This work is ongoing and we hope to have a few prototype pcbs ready for the next Snowdonia meetup - that is planned for the weekend before Christmas.

Looking forwards to 2016, there is a meetup at the British Computer Society premises (just off the Strand)  as part of the Open Source Hardware User Group (OSGUG) "Open Energy Interoperability" hacking workshop planned for Thursday 18th February.  This will be an all day workshop event with lightning talks, workshop sessions and an Oshug meeting in the evening to disseminate the day's proceedings.

Tools for the Job - an Open Source Utopia!

Recently I read Chuck Moore's paper on Problem Oriented Languages and it inspired me to take a fresh minimalist approach to how I view my engineering design tools.

As an electronic engineer, I use on a daily basis, various computer tools to help me design electronic products. These include:

Circuit Simulation
Schematic Capture
PCB Layout
2D/3D Mechanical CAD
3D printer Applications

Most of these packages have their roots in the early 1980's  - if not earlier, and over the intervening decades have grown to meet the available growth in computing power. Unfortunately, this has resulted in significant bloatware, and so really, these tools are not much better than they were 30 years ago.

So this got me thinking to what are the common features of these packages, and could they be rewritten for minimum bloat, so that they can run with acceptable performance on low specification machines?

So after some investigation I found a few open-source EDA (electronic design automation) tools, including KiCAD and gEDA.

At the heart of all these tools is a graphics drawing library, with line, polygon and primitive graphic drawing functions. These objects are represented in memory by their vertice co-ordinates and other parameters - such as colour, layer etc. Objects, once defined in memory may then be assigned to a group - allowing them to be manipulated as a single object - eg a pcb layour footprint of an IC package. Finally there is a routine to manipulate the position of these objects giving the means to move these objects around the screen.

What may appear to be a very sophisticated package, has as it's basis, three simple programs, and these programs could be shared across all the tools I have listed above.

Whilst a pcb layout package is often thought of as a simple 2D design tool,  pcbs are built as a series of stacked layers, and so the package has the ability to create these various layers and manipulate them as a stack.  Similarly a 2D drawing package, can be extended into 3D, by extruding 2D shapes along the z-axis.  What is a 3D printed part, other than a whole series of 2D slices, stacked layer upon layer?

If you examine the way in which ICs are designed, they are also a series of 2D features, built into multiple layers of silicon and metalisation, and created by selective exposure of photo-resist by the use of photographic masks.  In the same way that we design pcbs with layers of copper,  ICs are designed with tools that lay down transistor structures in the silicon and connect them with metal interconnect layers.

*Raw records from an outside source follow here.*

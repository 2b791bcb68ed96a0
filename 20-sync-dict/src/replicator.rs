use std::sync::Arc;

use tokio::{
    sync::oneshot,
    task::{JoinError, JoinHandle},
};

use crate::{
    action::Snapshot,
    connection::{ConnectionHandler, Disconnect},
    dispatcher::{DispatchStats, Dispatcher},
    queue::action_queue,
    registry::SubscriberRegistry,
    store::{StoreConfig, VersionedStore},
    transport::{ControlSource, MessageSink},
};

/// A running replication engine: one store, one dispatcher task, and the
/// subscribers currently attached.
///
/// Must be created inside a Tokio runtime; the dispatcher is spawned
/// immediately.
pub struct Replicator {
    store: Arc<VersionedStore>,
    registry: Arc<SubscriberRegistry>,
    stop: oneshot::Sender<()>,
    dispatcher: JoinHandle<DispatchStats>,
}

impl Replicator {
    pub fn new(initial: Snapshot, config: StoreConfig) -> Self {
        let (tx, rx) = action_queue();
        let store = Arc::new(VersionedStore::new(initial, tx, config));
        let registry = Arc::new(SubscriberRegistry::new());

        let (stop, stopped) = oneshot::channel::<()>();
        let dispatcher = Dispatcher::new(rx, Arc::clone(&registry));
        let dispatcher = tokio::spawn(dispatcher.run_until(async move {
            let _ = stopped.await;
        }));

        Self {
            store,
            registry,
            stop,
            dispatcher,
        }
    }

    pub fn store(&self) -> Arc<VersionedStore> {
        Arc::clone(&self.store)
    }

    pub fn registry(&self) -> Arc<SubscriberRegistry> {
        Arc::clone(&self.registry)
    }

    /// Handler that transports use to attach subscribers.
    pub fn connections(&self) -> ConnectionHandler {
        ConnectionHandler::new(self.store(), self.registry())
    }

    /// Runs one subscriber connection to completion.
    pub async fn handle_connection<S, R>(
        &self,
        identity: impl Into<String>,
        sink: S,
        source: R,
    ) -> Disconnect
    where
        S: MessageSink,
        R: ControlSource,
    {
        self.connections().run(identity.into(), sink, source).await
    }

    /// Stops the dispatcher and waits for it to finish.
    pub async fn shutdown(self) -> Result<DispatchStats, JoinError> {
        let _ = self.stop.send(());
        self.dispatcher.await
    }
}
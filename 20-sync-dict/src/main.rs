use anyhow::Result;
use clap::Parser;
use tokio::net::TcpListener;
use tracing::{info, warn};

use sync_dict::{
    Replicator, StoreConfig,
    cli::{Cli, Command, ServeArgs, Transport},
    client,
    transport::{line, ws},
};

fn init_tracing() {
    use tracing_subscriber::{EnvFilter, fmt};

    let filter = EnvFilter::try_from_default_env().unwrap_or_else(|_| EnvFilter::new("info"));
    let _ = fmt().with_env_filter(filter).with_target(false).try_init();
}

#[tokio::main]
async fn main() -> Result<()> {
    init_tracing();

    let cli = Cli::parse();
    match cli.command {
        Command::Serve(args) => serve(args).await?,
        Command::Watch(args) => client::run(args).await?,
    }

    Ok(())
}

async fn serve(args: ServeArgs) -> Result<()> {
    let replicator = Replicator::new(
        args.initial,
        StoreConfig {
            versions: args.versions,
        },
    );
    let listener = TcpListener::bind(args.listen).await?;
    let addr = listener.local_addr()?;
    info!(
        transport = ?args.transport,
        versions = %args.versions,
        "sync-dict listening on {}",
        addr
    );

    let connections = replicator.connections();
    let served = match args.transport {
        Transport::Ws => ws::serve_until(listener, connections, ctrl_c()).await,
        Transport::Tcp => line::serve_until(listener, connections, ctrl_c()).await,
    };

    let stats = replicator.shutdown().await?;
    info!(
        actions = stats.actions,
        deliveries = stats.deliveries,
        failures = stats.failures,
        "dispatcher stopped"
    );
    served
}

async fn ctrl_c() {
    if let Err(err) = tokio::signal::ctrl_c().await {
        warn!(error = ?err, "failed to install ctrl-c handler");
    }
}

This is a large oversimplification, but the point I am making is that the tools have very similar foundations, and as such could be written in a way that purposefully makes use of this common codebase. Once you have established a common graphical object representation and manipulation structure, the user interface and the file interchange format could also be standardised.  In this way, possibly about 75% of the tool is common code, with an application layer built on top. The application layer would customise the tool for a specific task, such as schematic capture, pcb layout or 3D modelling, and as such would export the design data in an industry standard format - such as netlist, Gerber or G-code.

So a complete tool box of design tools could be written with a common open-source core, and standard open source file exchange formats.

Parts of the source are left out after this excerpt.